→ **ASSIGNMENT**
Which lines run from the one containing "and query services." to the end of the records? Write them out exactly, both ends included, and nothing else.

(DATA LISTING Opens)

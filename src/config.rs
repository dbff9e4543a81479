//! # Configuration
//!
//! Layered configuration for the loader binaries, with precedence:
//! environment > config file > defaults. Environment variables carry the
//! `ORGCHART_` prefix with `__` as the nesting separator, e.g.
//! `ORGCHART_STORE__QUERY_URL`.
//!
//! # Example config file (orgchart.toml)
//! ```toml
//! data_dir = "transactions"
//!
//! [store]
//! update_url = "http://localhost:8080/entities"
//! query_url = "http://localhost:8081/v1/entities"
//!
//! [policy]
//! forbid_minister_termination_with_departments = false
//! ```

use crate::engine::EnginePolicy;
use figment::providers::{Env, Format, Serialized, Toml};
use figment::Figment;
use serde::{Deserialize, Serialize};
use std::path::PathBuf;

/// Top-level configuration.
#[derive(Debug, Clone, Serialize, Deserialize)]
#[serde(default)]
pub struct OrgConfig {
    /// Directory holding the transaction CSV files.
    pub data_dir: PathBuf,
    /// Entity store endpoints.
    pub store: StoreConfig,
    /// Engine policy toggles.
    pub policy: PolicyConfig,
}

impl Default for OrgConfig {
    fn default() -> Self {
        Self {
            data_dir: PathBuf::from("transactions"),
            store: StoreConfig::default(),
            policy: PolicyConfig::default(),
        }
    }
}

impl OrgConfig {
    /// Load configuration with precedence: env > file > defaults.
    pub fn load(config_path: Option<&str>) -> Result<Self, figment::Error> {
        let mut figment = Figment::from(Serialized::defaults(OrgConfig::default()));
        if let Some(path) = config_path {
            figment = figment.merge(Toml::file(path));
        }
        figment
            .merge(Env::prefixed("ORGCHART_").split("__"))
            .extract()
    }
}

/// Entity store endpoints and readiness probing. The store exposes separate
/// update and query services.
#[derive(Debug, Clone, Serialize, Deserialize)]
#[serde(default)]
pub struct StoreConfig {
    pub update_url: String,
    pub query_url: String,
    /// Readiness probe attempts before giving up.
    pub probe_attempts: u32,
    /// Delay between probe attempts, in milliseconds.
    pub probe_delay_ms: u64,
}

impl Default for StoreConfig {
    fn default() -> Self {
        Self {
            update_url: "http://localhost:8080/entities".to_string(),
            query_url: "http://localhost:8081/v1/entities".to_string(),
            probe_attempts: 5,
            probe_delay_ms: 500,
        }
    }
}

/// Engine policy toggles, mirrored into [`EnginePolicy`].
#[derive(Debug, Clone, Copy, Default, Serialize, Deserialize)]
#[serde(default)]
pub struct PolicyConfig {
    pub forbid_minister_termination_with_departments: bool,
}

impl From<PolicyConfig> for EnginePolicy {
    fn from(config: PolicyConfig) -> Self {
        Self {
            forbid_minister_termination_with_departments: config
                .forbid_minister_termination_with_departments,
        }
    }
}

(DATA LISTING Closes)

→ **ANSWER FOR THE TASK**
/// update and query services.
#[derive(Debug, Clone, Serialize, Deserialize)]
#[serde(default)]
pub struct StoreConfig {
    pub update_url: String,
    pub query_url: String,
    /// Readiness probe attempts before giving up.
    pub probe_attempts: u32,
    /// Delay between probe attempts, in milliseconds.
    pub probe_delay_ms: u64,
}

impl Default for StoreConfig {
    fn default() -> Self {
        Self {
            update_url: "http://localhost:8080/entities".to_string(),
            query_url: "http://localhost:8081/v1/entities".to_string(),
            probe_attempts: 5,
            probe_delay_ms: 500,
        }
    }
}

/// Engine policy toggles, mirrored into [`EnginePolicy`].
#[derive(Debug, Clone, Copy, Default, Serialize, Deserialize)]
#[serde(default)]
pub struct PolicyConfig {
    pub forbid_minister_termination_with_departments: bool,
}

impl From<PolicyConfig> for EnginePolicy {
    fn from(config: PolicyConfig) -> Self {
        Self {
            forbid_minister_termination_with_departments: config
                .forbid_minister_termination_with_departments,
        }
    }
}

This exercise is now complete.